Saved entries
▬▬▬▬▬▬▬▬▬▬
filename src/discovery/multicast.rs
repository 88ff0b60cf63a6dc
// SPDX-License-Identifier: AGPL-3.0-or-later
// Copyright (C) 2012-2025 Andrei Maltsev

use std::net::{Ipv4Addr, SocketAddr, SocketAddrV4};

use socket2::{Domain, Protocol, Socket, Type};
use tokio::net::UdpSocket;
use tracing::{debug, warn};

use crate::discovery::net::InterfaceInfo;

/// Discovery multicast group.
pub const MULTICAST_ADDR: Ipv4Addr = Ipv4Addr::new(239, 255, 255, 250);
/// Gateways listen for discovery datagrams on this port.
pub const SEND_PORT: u16 = 1900;
/// Preferred local port for replies.
pub const LISTEN_PORT: u16 = 50569;
/// Ports tried after [`LISTEN_PORT`] before falling back to ephemeral.
const LISTEN_PORT_FALLBACKS: u16 = 9;

/// UDP listener joined to the discovery group on every interface.
///
/// Dropping the listener leaves the groups; [`MulticastListener::close`]
/// does it eagerly and logs per-interface failures.
pub struct MulticastListener {
    socket: UdpSocket,
    joined: Vec<Ipv4Addr>,
}

impl MulticastListener {
    /// Binds the reply socket and joins the group per interface.
    pub fn open(interfaces: &[InterfaceInfo]) -> std::io::Result<Self> {
        let socket = Socket::new(Domain::IPV4, Type::DGRAM, Some(Protocol::UDP))?;
        socket.set_reuse_address(true)?;
        #[cfg(unix)]
        if let Err(e) = socket.set_reuse_port(true) {
            warn!("failed to set SO_REUSEPORT: {e}");
        }

        bind_with_fallback(&socket)?;
        socket.set_nonblocking(true)?;

        let socket = UdpSocket::from_std(socket.into())?;

        let mut joined = Vec::with_capacity(interfaces.len());
        for iface in interfaces {
            // A stale membership from an earlier run blocks the join on
            // some stacks; drop it first and ignore the error.
            let _ = socket.leave_multicast_v4(MULTICAST_ADDR, iface.address);
            match socket.join_multicast_v4(MULTICAST_ADDR, iface.address) {
                Ok(()) => joined.push(iface.address),
                Err(e) => {
                    warn!(
                        "failed to join multicast group on {} ({}): {e}",
                        iface.name, iface.address
                    );
                },
            }
        }

        Ok(Self { socket, joined })
    }

    pub fn local_port(&self) -> std::io::Result<u16> {
        Ok(self.socket.local_addr()?.port())
    }

    /// Receives one datagram.
    pub async fn recv(&self, buf: &mut [u8]) -> std::io::Result<(usize, SocketAddr)> {
        self.socket.recv_from(buf).await
    }

    /// Drops group memberships and closes the socket.
    pub fn close(self) {
        for address in &self.joined {
            if let Err(e) = self.socket.leave_multicast_v4(MULTICAST_ADDR, *address) {
                debug!("failed to leave multicast group on {address}: {e}");
            }
        }
    }
}

fn bind_with_fallback(socket: &Socket) -> std::io::Result<()> {
    let mut last_err = None;
    for port in (LISTEN_PORT..=LISTEN_PORT + LISTEN_PORT_FALLBACKS).chain([0]) {
        let addr = SocketAddrV4::new(Ipv4Addr::UNSPECIFIED, port);
        match socket.bind(&SocketAddr::from(addr).into()) {
            Ok(()) => {
                debug!("discovery listener bound to port {port}");
                return Ok(());
            },
            Err(e) => last_err = Some(e),
        }
    }
    Err(last_err.unwrap_or_else(|| {
        std::io::Error::other("unable to bind discovery listener")
    }))
}

/// Sends one datagram to the discovery group from each interface.
///
/// Per-interface failures are logged and skipped so one broken
/// interface cannot hide gateways reachable through the others.
pub fn send_to_all(interfaces: &[InterfaceInfo], message: &[u8]) {
    for iface in interfaces {
        if let Err(e) = send_on_interface(iface, message) {
            warn!(
                "discovery send failed on {} ({}): {e}",
                iface.name, iface.address
            );
        }
    }
}

fn send_on_interface(iface: &InterfaceInfo, message: &[u8]) -> std::io::Result<()> {
    let socket = Socket::new(Domain::IPV4, Type::DGRAM, Some(Protocol::UDP))?;
    socket.set_broadcast(true)?;
    let bind = SocketAddrV4::new(iface.address, 0);
    socket.bind(&SocketAddr::from(bind).into())?;
    socket.set_multicast_if_v4(&iface.address)?;

    let target = SocketAddrV4::new(MULTICAST_ADDR, SEND_PORT);
    socket.send_to(message, &SocketAddr::from(target).into())?;
    Ok(())
}
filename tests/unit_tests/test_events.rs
// SPDX-License-Identifier: AGPL-3.0-or-later
// Copyright (C) 2012-2025 Andrei Maltsev

use std::sync::{
    Arc, Mutex,
    atomic::{AtomicUsize, Ordering},
};

use dali_gateway_rs::{
    models::status::LightStatus,
    session::events::{Event, EventKind, EventRegistry, TARGET_ALL},
};

fn online(target: &str) -> Event {
    Event::OnlineStatus {
        target: target.to_string(),
        online: true,
    }
}

#[test]
fn dispatch_in_registration_order() {
    let registry = EventRegistry::new();
    let order = Arc::new(Mutex::new(Vec::new()));

    for tag in 0..3 {
        let order = Arc::clone(&order);
        registry.register(
            EventKind::OnlineStatus,
            "GW-1",
            Arc::new(move |_| order.lock().expect("lock").push(tag)),
        );
    }

    assert_eq!(registry.emit(&online("GW-1")), 3);
    assert_eq!(*order.lock().expect("lock"), vec![0, 1, 2]);
}

#[test]
fn only_matching_targets_fire() {
    let registry = EventRegistry::new();
    let hits = Arc::new(AtomicUsize::new(0));

    let hits_cb = Arc::clone(&hits);
    registry.register(
        EventKind::OnlineStatus,
        "GW-2",
        Arc::new(move |_| {
            hits_cb.fetch_add(1, Ordering::SeqCst);
        }),
    );

    assert_eq!(registry.emit(&online("GW-1")), 0);
    assert_eq!(hits.load(Ordering::SeqCst), 0);
}

#[test]
fn kinds_are_independent() {
    let registry = EventRegistry::new();
    let hits = Arc::new(AtomicUsize::new(0));

    let hits_cb = Arc::clone(&hits);
    registry.register(
        EventKind::EnergyReport,
        "GW-1",
        Arc::new(move |_| {
            hits_cb.fetch_add(1, Ordering::SeqCst);
        }),
    );

    registry.emit(&online("GW-1"));
    assert_eq!(hits.load(Ordering::SeqCst), 0);
}

#[test]
fn removal_is_idempotent() {
    let registry = EventRegistry::new();
    let hits = Arc::new(AtomicUsize::new(0));

    let hits_cb = Arc::clone(&hits);
    let handle = registry.register(
        EventKind::OnlineStatus,
        "GW-1",
        Arc::new(move |_| {
            hits_cb.fetch_add(1, Ordering::SeqCst);
        }),
    );

    assert!(registry.remove(&handle));
    assert!(!registry.remove(&handle));
    registry.emit(&online("GW-1"));
    assert_eq!(hits.load(Ordering::SeqCst), 0);
}

#[test]
fn removing_one_of_two_keeps_the_other() {
    let registry = EventRegistry::new();
    let hits = Arc::new(AtomicUsize::new(0));

    let hits_first = Arc::clone(&hits);
    let first = registry.register(
        EventKind::OnlineStatus,
        "GW-1",
        Arc::new(move |_| {
            hits_first.fetch_add(1, Ordering::SeqCst);
        }),
    );
    let hits_second = Arc::clone(&hits);
    registry.register(
        EventKind::OnlineStatus,
        "GW-1",
        Arc::new(move |_| {
            hits_second.fetch_add(10, Ordering::SeqCst);
        }),
    );

    assert!(registry.remove(&first));
    assert_eq!(registry.emit(&online("GW-1")), 1);
    assert_eq!(hits.load(Ordering::SeqCst), 10);
}

#[test]
fn wildcard_listeners_merge_by_registration_order() {
    let registry = EventRegistry::new();
    let order = Arc::new(Mutex::new(Vec::new()));

    let o = Arc::clone(&order);
    registry.register(
        EventKind::LightStatus,
        TARGET_ALL,
        Arc::new(move |_| o.lock().expect("lock").push("all-first")),
    );
    let o = Arc::clone(&order);
    registry.register(
        EventKind::LightStatus,
        "0101-0-1-GW-1",
        Arc::new(move |_| o.lock().expect("lock").push("exact")),
    );

    let event = Event::LightStatus {
        target: "0101-0-1-GW-1".to_string(),
        status: LightStatus::default(),
    };
    assert_eq!(registry.emit(&event), 2);
    assert_eq!(*order.lock().expect("lock"), vec!["all-first", "exact"]);
}

#[test]
fn panicking_listener_does_not_block_later_ones() {
    let registry = EventRegistry::new();
    let hits = Arc::new(AtomicUsize::new(0));

    registry.register(
        EventKind::OnlineStatus,
        "GW-1",
        Arc::new(|_| panic!("listener bug")),
    );
    let hits_cb = Arc::clone(&hits);
    registry.register(
        EventKind::OnlineStatus,
        "GW-1",
        Arc::new(move |_| {
            hits_cb.fetch_add(1, Ordering::SeqCst);
        }),
    );

    assert_eq!(registry.emit(&online("GW-1")), 2);
    assert_eq!(hits.load(Ordering::SeqCst), 1);
}

#[test]
fn clear_drops_everything() {
    let registry = EventRegistry::new();
    registry.register(EventKind::EnergyReport, "dev", Arc::new(|_| {}));
    assert_eq!(registry.listener_count(EventKind::EnergyReport, "dev"), 1);
    registry.clear();
    assert_eq!(registry.listener_count(EventKind::EnergyReport, "dev"), 0);
}
// SPDX-License-Identifier: AGPL-3.0-or-later
// Copyright (C) 2012-2025 Andrei Maltsev

use serde::{Deserialize, Serialize};

/// Type code addressing every device of the matching category at once.
pub const BROADCAST_DEV_TYPE: &str = "FFFF";

/// Coarse device category, taken from the first two hex digits of the
/// type code.
#[derive(Debug, Clone, Copy, PartialEq, Eq)]
pub enum DeviceCategory {
    Light,
    Sensor,
    Panel,
    Broadcast,
    Unknown,
}

/// The `(dev_type, channel, address)` triple addressing one device on
/// one gateway.
#[derive(Deserialize, Serialize, Debug, Clone, PartialEq, Eq, Hash)]
#[serde(rename_all = "camelCase")]
pub struct DeviceAddress {
    pub dev_type: String,
    pub channel: u8,
    pub address: u8,
}

impl DeviceAddress {
    pub fn new(dev_type: impl Into<String>, channel: u8, address: u8) -> Self {
        Self {
            dev_type: dev_type.into(),
            channel,
            address,
        }
    }

    pub fn category(&self) -> DeviceCategory {
        if self.dev_type == BROADCAST_DEV_TYPE {
            return DeviceCategory::Broadcast;
        }
        match self.dev_type.get(..2) {
            Some("01") => DeviceCategory::Light,
            Some("02") => DeviceCategory::Sensor,
            Some("03") => DeviceCategory::Panel,
            _ => DeviceCategory::Unknown,
        }
    }

    /// Stable per-device identifier, scoped by gateway serial.
    pub fn unique_id(&self, gw_sn: &str) -> String {
        format!("{}-{}-{}-{gw_sn}", self.dev_type, self.channel, self.address)
    }

    /// Key used to coalesce per-device requests inside one batch window.
    pub fn batch_key(&self) -> String {
        format!("{}_{}_{}", self.dev_type, self.channel, self.address)
    }
}

/// One device as reported by a bus scan (`searchDevRes`).
#[derive(Deserialize, Serialize, Debug, Clone, PartialEq, Eq)]
pub struct DeviceDescriptor {
    pub dev_type: String,
    pub channel: u8,
    pub address: u8,
    pub status: String,
    pub name: String,
    pub dev_sn: String,
    pub area_name: String,
    pub area_id: String,
    pub id: String,
    pub unique_id: String,
}

impl DeviceDescriptor {
    pub fn address(&self) -> DeviceAddress {
        DeviceAddress::new(self.dev_type.clone(), self.channel, self.address)
    }
}

/// Marketing model string for a device type code.
pub fn device_model(dev_type: &str) -> Option<&'static str> {
    let model = match dev_type {
        "0101" => "DALI DT6 Dimmable Driver",
        "0102" => "DALI DT8 Tc Dimmable Driver",
        "0103" => "DALI DT8 RGB Dimmable Driver",
        "0104" => "DALI DT8 XY Dimmable Driver",
        "0105" => "DALI DT8 RGBW Dimmable Driver",
        "0106" => "DALI DT8 RGBWA Dimmable Driver",
        "0201" => "DALI-2 Motion Sensor",
        "0202" => "DALI-2 Illuminance Sensor",
        "0302" => "DALI-2 2-Key Push Button Panel",
        "0304" => "DALI-2 4-Key Push Button Panel",
        "0306" => "DALI-2 6-Key Push Button Panel",
        "0308" => "DALI-2 8-Key Push Button Panel",
        other if motion_variant_index(other).is_some() => "DALI-2 Motion Sensor",
        _ => return None,
    };
    Some(model)
}

/// Short human-readable type name for a device type code. Motion-sensor
/// variants keep their index (`"Motion (1)"` .. `"Motion (20)"`).
pub fn device_type_name(dev_type: &str) -> Option<String> {
    let name = match dev_type {
        "0101" => "Dimmer",
        "0102" => "CCT",
        "0103" => "RGB",
        "0104" => "XY",
        "0105" => "RGBW",
        "0106" => "RGBWA",
        "0201" => "Motion",
        "0202" => "Illuminance",
        "0302" => "2-Key Panel",
        "0304" => "4-Key Panel",
        "0306" => "6-Key Panel",
        "0308" => "8-Key Panel",
        other => {
            return motion_variant_index(other).map(|i| format!("Motion ({i})"));
        },
    };
    Some(name.to_string())
}

/// Motion sensors report 6-digit variant codes 020101..020120; returns
/// the variant index.
fn motion_variant_index(dev_type: &str) -> Option<u8> {
    if dev_type.len() != 6 || !dev_type.starts_with("0201") {
        return None;
    }
    dev_type
        .get(4..)
        .and_then(|s| s.parse::<u8>().ok())
        .filter(|n| (1..=20).contains(n))
}

/// Default name for an unnamed device found on a bus scan.
pub fn default_device_name(dev_type: &str, channel: u8, address: u8) -> String {
    let type_name =
        device_type_name(dev_type).unwrap_or_else(|| "Device".to_string());
    format!("{type_name} {channel:02}-{address:02}")
}

/// Number of keys on a push-button panel type, if it is one.
pub fn panel_button_count(dev_type: &str) -> Option<u8> {
    match dev_type {
        "0300" => Some(1),
        "0302" => Some(2),
        "0304" => Some(4),
        "0306" => Some(6),
        "0308" => Some(8),
        _ => None,
    }
}
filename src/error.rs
use axum::http::header::InvalidHeaderValue;
use thiserror::Error;

/// Failures while wiring the service together, before any request is served.
#[derive(Error, Debug)]
pub enum AppError {
    #[error("Missing configuration: {0}")]
    MissingConfig(&'static str),
    #[error("Invalid allowed origin: {0}")]
    InvalidOrigin(#[from] InvalidHeaderValue),
}

pub type Result<T> = std::result::Result<T, AppError>;
pub mod submission_service;
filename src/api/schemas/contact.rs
use serde::Serialize;
use uuid::Uuid;

#[derive(Debug, Serialize)]
#[serde(rename_all = "camelCase")]
pub struct SubmissionAccepted {
    pub message: String,
    pub submission_id: Uuid,
}

#[derive(Debug, Serialize)]
pub struct SubmissionRejected {
    pub message: String,
}

#[derive(Debug, Serialize)]
pub struct SubmissionFailed {
    pub message: String,
    pub error: String,
}
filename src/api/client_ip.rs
use axum::extract::ConnectInfo;
use axum::http::request::Parts;
use axum::http::{Extensions, HeaderMap};
use ipnetwork::IpNetwork;
use lambda_http::request::RequestContext;
use std::net::{IpAddr, SocketAddr};

/// Works out where a request came from, best effort.
#[derive(Clone, Debug)]
pub struct SourceAddressResolver {
    trusted_proxies: Vec<IpNetwork>,
}

impl SourceAddressResolver {
    #[must_use]
    pub const fn new(trusted_proxies: Vec<IpNetwork>) -> Self {
        Self { trusted_proxies }
    }

    /// API Gateway's view of the caller wins, then the socket peer (unwrapped
    /// through trusted proxies).
    #[must_use]
    pub fn resolve(&self, parts: &Parts) -> Option<String> {
        if let Some(ip) = gateway_source_ip(&parts.extensions) {
            return Some(ip);
        }

        parts
            .extensions
            .get::<ConnectInfo<SocketAddr>>()
            .map(|ConnectInfo(addr)| self.identify_client_ip(&parts.headers, addr.ip()).to_string())
    }

    #[must_use]
    pub fn identify_client_ip(&self, headers: &HeaderMap, peer_addr: IpAddr) -> IpAddr {
        if !self.is_trusted(&peer_addr) {
            return peer_addr;
        }

        let xff = headers.get("x-forwarded-for").and_then(|v| v.to_str().ok());

        if let Some(xff_val) = xff
            && let Some(real_ip) =
                xff_val.rsplit(',').filter_map(|s| s.trim().parse::<IpAddr>().ok()).find(|ip| !self.is_trusted(ip))
        {
            return real_ip;
        }

        peer_addr
    }

    fn is_trusted(&self, ip: &IpAddr) -> bool {
        self.trusted_proxies.iter().any(|net| net.contains(*ip))
    }
}

fn gateway_source_ip(extensions: &Extensions) -> Option<String> {
    match extensions.get::<RequestContext>()? {
        RequestContext::ApiGatewayV1(ctx) => ctx.identity.source_ip.clone(),
        RequestContext::ApiGatewayV2(ctx) => ctx.http.source_ip.clone(),
        _ => None,
    }
}
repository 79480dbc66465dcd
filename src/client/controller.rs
use crate::client::form::{ContactForm, FormError, FormField};
use crate::client::transport::{SubmissionTransport, TransportResponse};
use serde::Deserialize;

pub const SUCCESS_MESSAGE: &str = "Thank you for your message! I will get back to you soon.";
pub const CONNECTIVITY_MESSAGE: &str =
    "There was a problem sending your message. Please check your internet connection.";

/// Where the form is in its submit lifecycle.
#[derive(Debug, Clone, Copy, Default, PartialEq, Eq)]
pub enum SubmitStatus {
    /// Nothing sent yet.
    #[default]
    Idle,
    /// A request is in flight: trigger disabled, busy indicator shown.
    Submitting,
    /// The last request finished, one way or another.
    Done,
}

impl SubmitStatus {
    #[must_use]
    pub const fn trigger_enabled(self) -> bool {
        !matches!(self, Self::Submitting)
    }

    #[must_use]
    pub const fn busy(self) -> bool {
        matches!(self, Self::Submitting)
    }
}

#[derive(Debug, Clone, PartialEq, Eq)]
pub enum Banner {
    Success(String),
    Error(String),
}

/// The user action that started a submit. Its default behavior (page
/// navigation, in a browser) is always suppressed.
pub trait SubmitEvent {
    fn prevent_default(&mut self);
}

/// Everything the controller needs from the surrounding UI.
pub trait FormView {
    fn read_fields(&self) -> ContactForm;
    /// Whether the form marks the phone field as mandatory.
    fn phone_required(&self) -> bool;
    fn focus(&mut self, field: FormField);
    fn show_banner(&mut self, banner: Banner);
    fn clear_banner(&mut self);
    fn clear_fields(&mut self);
    fn render_status(&mut self, status: SubmitStatus);
}

/// How a submit attempt ended.
#[derive(Debug, Clone, PartialEq, Eq)]
pub enum SubmitReport {
    /// A request was already in flight.
    Ignored,
    /// Validation failed; nothing was sent.
    Invalid(FormError),
    /// The endpoint accepted the submission.
    Delivered,
    /// The endpoint answered with a non-2xx status.
    Refused { status: u16, message: String },
    /// No response was received.
    Unreachable,
}

#[derive(Debug, Deserialize)]
struct ErrorBody {
    message: Option<String>,
    error: Option<String>,
}

fn refusal_message(response: &TransportResponse) -> String {
    serde_json::from_slice::<ErrorBody>(&response.body)
        .ok()
        .and_then(|body| body.message.or(body.error))
        .unwrap_or_else(|| format!("Request failed with status {}", response.status))
}

#[derive(Debug)]
pub struct FormController<V, T> {
    view: V,
    transport: T,
    status: SubmitStatus,
}

impl<V: FormView, T: SubmissionTransport> FormController<V, T> {
    pub fn new(mut view: V, transport: T) -> Self {
        view.render_status(SubmitStatus::Idle);
        Self { view, transport, status: SubmitStatus::Idle }
    }

    #[must_use]
    pub const fn status(&self) -> SubmitStatus {
        self.status
    }

    #[must_use]
    pub const fn view(&self) -> &V {
        &self.view
    }

    pub fn into_view(self) -> V {
        self.view
    }

    fn set_status(&mut self, status: SubmitStatus) {
        self.status = status;
        self.view.render_status(status);
    }

    /// Handles one submit action end to end.
    pub async fn on_submit<E: SubmitEvent>(&mut self, event: &mut E) -> SubmitReport {
        event.prevent_default();

        if self.status == SubmitStatus::Submitting {
            tracing::debug!("Submit ignored while a request is in flight");
            return SubmitReport::Ignored;
        }

        let payload = match self.view.read_fields().validate(self.view.phone_required()) {
            Ok(payload) => payload,
            Err(e) => {
                self.view.show_banner(Banner::Error(e.to_string()));
                self.view.focus(e.field());
                return SubmitReport::Invalid(e);
            }
        };

        self.set_status(SubmitStatus::Submitting);
        self.view.clear_banner();

        let in_flight = InFlight { view: &mut self.view, status: &mut self.status };
        match self.transport.post(&payload).await {
            Ok(response) if response.is_success() => {
                in_flight.view.show_banner(Banner::Success(SUCCESS_MESSAGE.to_string()));
                in_flight.view.clear_fields();
                SubmitReport::Delivered
            }
            Ok(response) => {
                let message = refusal_message(&response);
                tracing::warn!(status = response.status, message = %message, "Submission refused");
                in_flight.view.show_banner(Banner::Error(format!("Oops! Something went wrong: {message}")));
                SubmitReport::Refused { status: response.status, message }
            }
            Err(e) => {
                tracing::warn!(error = %e, "Submission could not be sent");
                in_flight.view.show_banner(Banner::Error(CONNECTIVITY_MESSAGE.to_string()));
                SubmitReport::Unreachable
            }
        }
    }
}

/// Moves the controller to `Done` on drop, which also covers a cancelled
/// `on_submit` future.
struct InFlight<'a, V: FormView> {
    view: &'a mut V,
    status: &'a mut SubmitStatus,
}

impl<V: FormView> Drop for InFlight<'_, V> {
    fn drop(&mut self) {
        *self.status = SubmitStatus::Done;
        self.view.render_status(SubmitStatus::Done);
    }
}
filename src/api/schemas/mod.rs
pub mod contact;
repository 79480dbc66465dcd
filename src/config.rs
use clap::{Args, Parser, ValueEnum};
use ipnetwork::IpNetwork;

#[derive(Clone, Debug, Parser)]
#[command(version, about, long_about = None)]
pub struct Config {
    /// Which store and notifier implementation to wire in
    #[arg(long, env = "FOLIO_BACKEND", value_enum, default_value_t = Backend::Aws)]
    pub backend: Backend,

    #[command(flatten)]
    pub server: ServerConfig,

    #[command(flatten)]
    pub cors: CorsConfig,

    #[command(flatten)]
    pub aws: AwsConfig,

    #[command(flatten)]
    pub telemetry: TelemetryConfig,
}

#[derive(Clone, Copy, Debug, Default, PartialEq, Eq, ValueEnum)]
pub enum Backend {
    /// `DynamoDB` table plus SNS topic
    #[default]
    Aws,
    /// Process-local store and notifier, for local runs
    Memory,
}

#[derive(Clone, Debug, Args)]
pub struct ServerConfig {
    /// Host to listen on when running outside Lambda
    #[arg(long, env = "FOLIO_HOST", default_value = "0.0.0.0")]
    pub host: String,

    /// Port to listen on when running outside Lambda
    #[arg(long, env = "FOLIO_PORT", default_value_t = 3000)]
    pub port: u16,

    /// Path the contact form posts to
    #[arg(long, env = "FOLIO_ROUTE_PATH", default_value = "/contact")]
    pub route_path: String,

    /// Maximum accepted request body size in bytes
    #[arg(long, env = "FOLIO_MAX_BODY_BYTES", default_value_t = 65_536)]
    pub max_body_bytes: usize,

    /// Comma-separated list of CIDRs to trust for X-Forwarded-For IP extraction
    #[arg(
        long,
        env = "FOLIO_TRUSTED_PROXIES",
        default_value = "10.0.0.0/8,172.16.0.0/12,192.168.0.0/16,127.0.0.1/32",
        value_delimiter = ','
    )]
    pub trusted_proxies: Vec<IpNetwork>,
}

impl Default for ServerConfig {
    fn default() -> Self {
        Self {
            host: "0.0.0.0".to_string(),
            port: 3000,
            route_path: "/contact".to_string(),
            max_body_bytes: 65_536,
            trusted_proxies: Vec::new(),
        }
    }
}

#[derive(Clone, Debug, Args)]
pub struct CorsConfig {
    /// Origin allowed to post to the contact endpoint
    #[arg(long, env = "ALLOWED_ORIGIN")]
    pub allowed_origin: String,
}

#[derive(Clone, Debug, Default, Args)]
pub struct AwsConfig {
    /// `DynamoDB` table submissions are written to
    #[arg(long, env = "DYNAMODB_TABLE_NAME")]
    pub table_name: Option<String>,

    /// SNS topic new submissions are announced on
    #[arg(long, env = "SNS_TOPIC_ARN")]
    pub topic_arn: Option<String>,

    /// AWS region, defaults to the provider chain's region
    #[arg(long, env = "FOLIO_AWS_REGION")]
    pub region: Option<String>,

    /// Custom AWS endpoint (useful for LocalStack)
    #[arg(long, env = "FOLIO_AWS_ENDPOINT")]
    pub endpoint: Option<String>,

    /// Static access key, used together with the secret key
    #[arg(long, env = "FOLIO_AWS_ACCESS_KEY")]
    pub access_key: Option<String>,

    /// Static secret key, used together with the access key
    #[arg(long, env = "FOLIO_AWS_SECRET_KEY")]
    pub secret_key: Option<String>,
}

#[derive(Clone, Copy, Debug, Default, PartialEq, Eq, ValueEnum)]
pub enum LogFormat {
    #[default]
    Text,
    Json,
}

#[derive(Clone, Debug, Default, Args)]
pub struct TelemetryConfig {
    /// Log output format
    #[arg(long, env = "FOLIO_LOG_FORMAT", value_enum, default_value_t = LogFormat::Text)]
    pub log_format: LogFormat,

    /// OTLP collector base URL; telemetry export is disabled when unset
    #[arg(long, env = "FOLIO_OTLP_ENDPOINT")]
    pub otlp_endpoint: Option<String>,
}

impl Config {
    #[must_use]
    pub fn load() -> Self {
        Self::parse()
    }
}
▬▬▬▬▬▬▬▬▬▬
A single number is required: the count of lines in the data that include the string "MulticastListener".

• [Answer]: 3